WORK REQUEST — Each entry below is to be duplicated verbatim.

Saved data entries

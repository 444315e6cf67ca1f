//! Flags shared by every `servicedeck` subcommand.
//!
//! Flattened into [`super::Cli`]; each one is `global`, so
//! `servicedeck list -v` and `servicedeck -v list` mean the same thing.

use clap::Args;
use std::path::PathBuf;

#[derive(Debug, Clone, Args)]
pub struct GlobalArgs {
    /// Log more of what the deck does. `RUST_LOG` overrides the count.
    #[arg(
        short = 'v',
        long = "verbose",
        action = clap::ArgAction::Count,
        global = true,
        help = "Log more (-v seeds and deletes, -vv snapshots, -vvv everything)",
        long_help = "Log more of what the deck does, on stderr and in output.log_file:
    (none)  - Backend failures and partial listings
    -v      - Seed runs, deletions, confirmations, harness sessions
    -vv     - Every record created, snapshot swaps, element lookups
    -vvv    - Trace output from every servicedeck crate"
    )]
    pub verbose: u8,

    /// Only errors reach stderr; listings and JSON still print.
    #[arg(
        short = 'q',
        long = "quiet",
        global = true,
        conflicts_with = "verbose",
        help = "Print data only; skip headers, hints and confirmation prompts"
    )]
    pub quiet: bool,

    /// Plain glyphs and headers. Set by `NO_COLOR` unless it is empty or `0`.
    #[arg(
        long = "no-color",
        global = true,
        env = "NO_COLOR",
        value_parser = clap::builder::FalseyValueParser::new(),
        help = "Disable colored output"
    )]
    pub no_color: bool,

    /// Read this TOML file instead of the discovered `servicedeck.toml`.
    #[arg(
        short = 'c',
        long = "config",
        global = true,
        value_name = "FILE",
        help = "Use this config file instead of servicedeck.toml"
    )]
    pub config: Option<PathBuf>,

    #[arg(
        long = "output-format",
        global = true,
        value_enum,
        default_value = "auto",
        help = "How listings, reports and screens are printed"
    )]
    pub output_format: OutputFormat,
}

/// Rendering for listings, suite reports and screen outlines.
#[derive(Debug, Clone, Copy, Default, PartialEq, Eq, clap::ValueEnum)]
pub enum OutputFormat {
    /// Human on a terminal, plain when piped.
    #[default]
    Auto,
    /// Coloured tables with a spinner while the backend answers.
    Human,
    /// Tables without colour or spinner.
    Plain,
    /// One JSON document on stdout: services, the suite report or the screen tree.
    Json,
}
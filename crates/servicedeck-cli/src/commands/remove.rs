//! Implementation of the `servicedeck remove` command.

use tracing::instrument;

use servicedeck_core::{error::DeckError, prelude::ServiceId};

use crate::{
    cli::{ListFormat, RemoveArgs},
    config::AppConfig,
    error::CliResult,
    output::OutputManager,
};

#[instrument(skip_all, fields(id = %args.id))]
pub async fn execute(args: RemoveArgs, config: AppConfig, output: OutputManager) -> CliResult<()> {
    let id: ServiceId = args.id.parse().map_err(DeckError::from)?;
    let controller = super::controller(&config)?;

    let result = controller.remove(&id).await;
    let services = super::settle(result, &controller, &output)?;

    let format = super::list::resolve_format(ListFormat::Table, &output);
    if format != ListFormat::Json {
        output.success(&format!("Removed {}", id))?;
    }
    super::list::print_services(&services, format, &output)
}
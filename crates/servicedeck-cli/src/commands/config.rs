//! `servicedeck config`: inspect configuration values.

use crate::{
    cli::ConfigCommands,
    config::AppConfig,
    error::{CliError, CliResult},
    output::OutputManager,
};

/// Dispatch to the correct config subcommand.
pub fn execute(cmd: ConfigCommands, config: AppConfig, output: OutputManager) -> CliResult<()> {
    match cmd {
        ConfigCommands::Get { key } => {
            let value = get_config_value(&config, &key)?;
            output.data(&value)?;
        }

        ConfigCommands::List => {
            output.header("Current Configuration:")?;
            let serialised =
                toml::to_string_pretty(&config).map_err(|e| CliError::ConfigError {
                    message: format!("Failed to serialise config: {e}"),
                    source: Some(Box::new(e)),
                })?;
            output.data(&serialised)?;
        }

        ConfigCommands::Path => {
            output.data(&AppConfig::active_path().display().to_string())?;
        }
    }

    Ok(())
}

// ── helpers ───────────────────────────────────────────────────────────────────

/// Look up a dotted key by walking the serialised config.
fn get_config_value(config: &AppConfig, key: &str) -> CliResult<String> {
    let unknown = || CliError::UnknownConfigKey { key: key.to_owned() };

    let root = serde_json::to_value(config).map_err(|e| CliError::ConfigError {
        message: format!("Failed to serialise config: {e}"),
        source: Some(Box::new(e)),
    })?;

    let value = key
        .split('.')
        .try_fold(&root, |node, part| node.get(part))
        .ok_or_else(unknown)?;

    match value {
        serde_json::Value::String(s) => Ok(s.clone()),
        serde_json::Value::Object(_) => Err(unknown()),
        other => Ok(other.to_string()),
    }
}

// ── tests ─────────────────────────────────────────────────────────────────────

#[cfg(test)]
mod tests {
    use super::*;

    #[test]
    fn get_known_keys() {
        let cfg = AppConfig::default();
        assert_eq!(get_config_value(&cfg, "backend.kind").unwrap(), "memory");
        assert_eq!(get_config_value(&cfg, "display.viewport_width").unwrap(), "390");
        assert_eq!(
            get_config_value(&cfg, "sync.list_error_policy").unwrap(),
            "apply-partial"
        );
        assert_eq!(get_config_value(&cfg, "harness.wait_timeout_ms").unwrap(), "10000");
    }

    #[test]
    fn get_unknown_key_is_error() {
        let cfg = AppConfig::default();
        assert!(matches!(
            get_config_value(&cfg, "does.not.exist"),
            Err(CliError::UnknownConfigKey { .. })
        ));
    }

    #[test]
    fn sections_are_not_values() {
        let cfg = AppConfig::default();
        assert!(get_config_value(&cfg, "backend").is_err());
    }
}
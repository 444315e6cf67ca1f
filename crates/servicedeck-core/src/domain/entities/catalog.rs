//! Built-in seed catalog shown after pressing the secondary action.

use super::service::NewService;

const SEED_ENTRIES: [(&str, &str); 6] = [
    ("Amplify", "Build full-stack web & mobile apps"),
    ("AppSync", "Managed GraphQL service"),
    ("Cognito", "Authentication & user management"),
    ("Pinpoint", "User engagement & communications"),
    ("Location Service", "Maps & location features"),
    ("Device Farm", "Test on real devices"),
];

/// The six seed records, in creation order.
pub fn seed_catalog() -> Vec<NewService> {
    SEED_ENTRIES
        .iter()
        .map(|(title, description)| NewService::new(*title, *description))
        .collect()
}
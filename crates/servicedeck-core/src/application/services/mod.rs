//! Application services - orchestrate use cases.
//!
//! `SyncController` reconciles the local snapshot with the backend;
//! `ServiceScreen` maps user intents onto it and renders the result.

pub mod screen;
pub mod sync_controller;

pub use screen::{ScreenOptions, ServiceScreen, UiEvent};
pub use sync_controller::{ListErrorPolicy, SyncController};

ANSWER BOX —
repository 444315e6cf67ca1f
//! Flags shared by every `servicedeck` subcommand.
//!
//! Flattened into [`super::Cli`]; each one is `global`, so
//! `servicedeck list -v` and `servicedeck -v list` mean the same thing.

use clap::Args;
use std::path::PathBuf;

#[derive(Debug, Clone, Args)]
pub struct GlobalArgs {
    /// Log more of what the deck does. `RUST_LOG` overrides the count.
    #[arg(
        short = 'v',
        long = "verbose",
        action = clap::ArgAction::Count,
        global = true,
        help = "Log more (-v seeds and deletes, -vv snapshots, -vvv everything)",
        long_help = "Log more of what the deck does, on stderr and in output.log_file:
    (none)  - Backend failures and partial listings
    -v      - Seed runs, deletions, confirmations, harness sessions
    -vv     - Every record created, snapshot swaps, element lookups
    -vvv    - Trace output from every servicedeck crate"
    )]
    pub verbose: u8,

    /// Only errors reach stderr; listings and JSON still print.
    #[arg(
        short = 'q',
        long = "quiet",
        global = true,
        conflicts_with = "verbose",
        help = "Print data only; skip headers, hints and confirmation prompts"
    )]
    pub quiet: bool,

    /// Plain glyphs and headers. Set by `NO_COLOR` unless it is empty or `0`.
    #[arg(
        long = "no-color",
        global = true,
        env = "NO_COLOR",
        value_parser = clap::builder::FalseyValueParser::new(),
        help = "Disable colored output"
    )]
    pub no_color: bool,

    /// Read this TOML file instead of the discovered `servicedeck.toml`.
    #[arg(
        short = 'c',
        long = "config",
        global = true,
        value_name = "FILE",
        help = "Use this config file instead of servicedeck.toml"
    )]
    pub config: Option<PathBuf>,

    #[arg(
        long = "output-format",
        global = true,
        value_enum,
        default_value = "auto",
        help = "How listings, reports and screens are printed"
    )]
    pub output_format: OutputFormat,
}

/// Rendering for listings, suite reports and screen outlines.
#[derive(Debug, Clone, Copy, Default, PartialEq, Eq, clap::ValueEnum)]
pub enum OutputFormat {
    /// Human on a terminal, plain when piped.
    #[default]
    Auto,
    /// Coloured tables with a spinner while the backend answers.
    Human,
    /// Tables without colour or spinner.
    Plain,
    /// One JSON document on stdout: services, the suite report or the screen tree.
    Json,
}
filename crates/servicedeck-cli/src/commands/remove.rs
//! Implementation of the `servicedeck remove` command.

use tracing::instrument;

use servicedeck_core::{error::DeckError, prelude::ServiceId};

use crate::{
    cli::{ListFormat, RemoveArgs},
    config::AppConfig,
    error::CliResult,
    output::OutputManager,
};

#[instrument(skip_all, fields(id = %args.id))]
pub async fn execute(args: RemoveArgs, config: AppConfig, output: OutputManager) -> CliResult<()> {
    let id: ServiceId = args.id.parse().map_err(DeckError::from)?;
    let controller = super::controller(&config)?;

    let result = controller.remove(&id).await;
    let services = super::settle(result, &controller, &output)?;

    let format = super::list::resolve_format(ListFormat::Table, &output);
    if format != ListFormat::Json {
        output.success(&format!("Removed {}", id))?;
    }
    super::list::print_services(&services, format, &output)
}
filename crates/servicedeck-cli/src/commands/config.rs
//! `servicedeck config`: inspect configuration values.

use crate::{
    cli::ConfigCommands,
    config::AppConfig,
    error::{CliError, CliResult},
    output::OutputManager,
};

/// Dispatch to the correct config subcommand.
pub fn execute(cmd: ConfigCommands, config: AppConfig, output: OutputManager) -> CliResult<()> {
    match cmd {
        ConfigCommands::Get { key } => {
            let value = get_config_value(&config, &key)?;
            output.data(&value)?;
        }

        ConfigCommands::List => {
            output.header("Current Configuration:")?;
            let serialised =
                toml::to_string_pretty(&config).map_err(|e| CliError::ConfigError {
                    message: format!("Failed to serialise config: {e}"),
                    source: Some(Box::new(e)),
                })?;
            output.data(&serialised)?;
        }

        ConfigCommands::Path => {
            output.data(&AppConfig::active_path().display().to_string())?;
        }
    }

    Ok(())
}

// ── helpers ───────────────────────────────────────────────────────────────────

/// Look up a dotted key by walking the serialised config.
fn get_config_value(config: &AppConfig, key: &str) -> CliResult<String> {
    let unknown = || CliError::UnknownConfigKey { key: key.to_owned() };

    let root = serde_json::to_value(config).map_err(|e| CliError::ConfigError {
        message: format!("Failed to serialise config: {e}"),
        source: Some(Box::new(e)),
    })?;

    let value = key
        .split('.')
        .try_fold(&root, |node, part| node.get(part))
        .ok_or_else(unknown)?;

    match value {
        serde_json::Value::String(s) => Ok(s.clone()),
        serde_json::Value::Object(_) => Err(unknown()),
        other => Ok(other.to_string()),
    }
}

// ── tests ─────────────────────────────────────────────────────────────────────

#[cfg(test)]
mod tests {
    use super::*;

    #[test]
    fn get_known_keys() {
        let cfg = AppConfig::default();
        assert_eq!(get_config_value(&cfg, "backend.kind").unwrap(), "memory");
        assert_eq!(get_config_value(&cfg, "display.viewport_width").unwrap(), "390");
        assert_eq!(
            get_config_value(&cfg, "sync.list_error_policy").unwrap(),
            "apply-partial"
        );
        assert_eq!(get_config_value(&cfg, "harness.wait_timeout_ms").unwrap(), "10000");
    }

    #[test]
    fn get_unknown_key_is_error() {
        let cfg = AppConfig::default();
        assert!(matches!(
            get_config_value(&cfg, "does.not.exist"),
            Err(CliError::UnknownConfigKey { .. })
        ));
    }

    #[test]
    fn sections_are_not_values() {
        let cfg = AppConfig::default();
        assert!(get_config_value(&cfg, "backend").is_err());
    }
}
repository 444315e6cf67ca1f
filename crates/servicedeck-core/src/domain/entities/catalog.rs
//! Built-in seed catalog shown after pressing the secondary action.

use super::service::NewService;

const SEED_ENTRIES: [(&str, &str); 6] = [
    ("Amplify", "Build full-stack web & mobile apps"),
    ("AppSync", "Managed GraphQL service"),
    ("Cognito", "Authentication & user management"),
    ("Pinpoint", "User engagement & communications"),
    ("Location Service", "Maps & location features"),
    ("Device Farm", "Test on real devices"),
];

/// The six seed records, in creation order.
pub fn seed_catalog() -> Vec<NewService> {
    SEED_ENTRIES
        .iter()
        .map(|(title, description)| NewService::new(*title, *description))
        .collect()
}
filename crates/servicedeck-core/src/application/services/mod.rs
//! Application services - orchestrate use cases.
//!
//! `SyncController` reconciles the local snapshot with the backend;
//! `ServiceScreen` maps user intents onto it and renders the result.

pub mod screen;
pub mod sync_controller;

pub use screen::{ScreenOptions, ServiceScreen, UiEvent};
pub use sync_controller::{ListErrorPolicy, SyncController};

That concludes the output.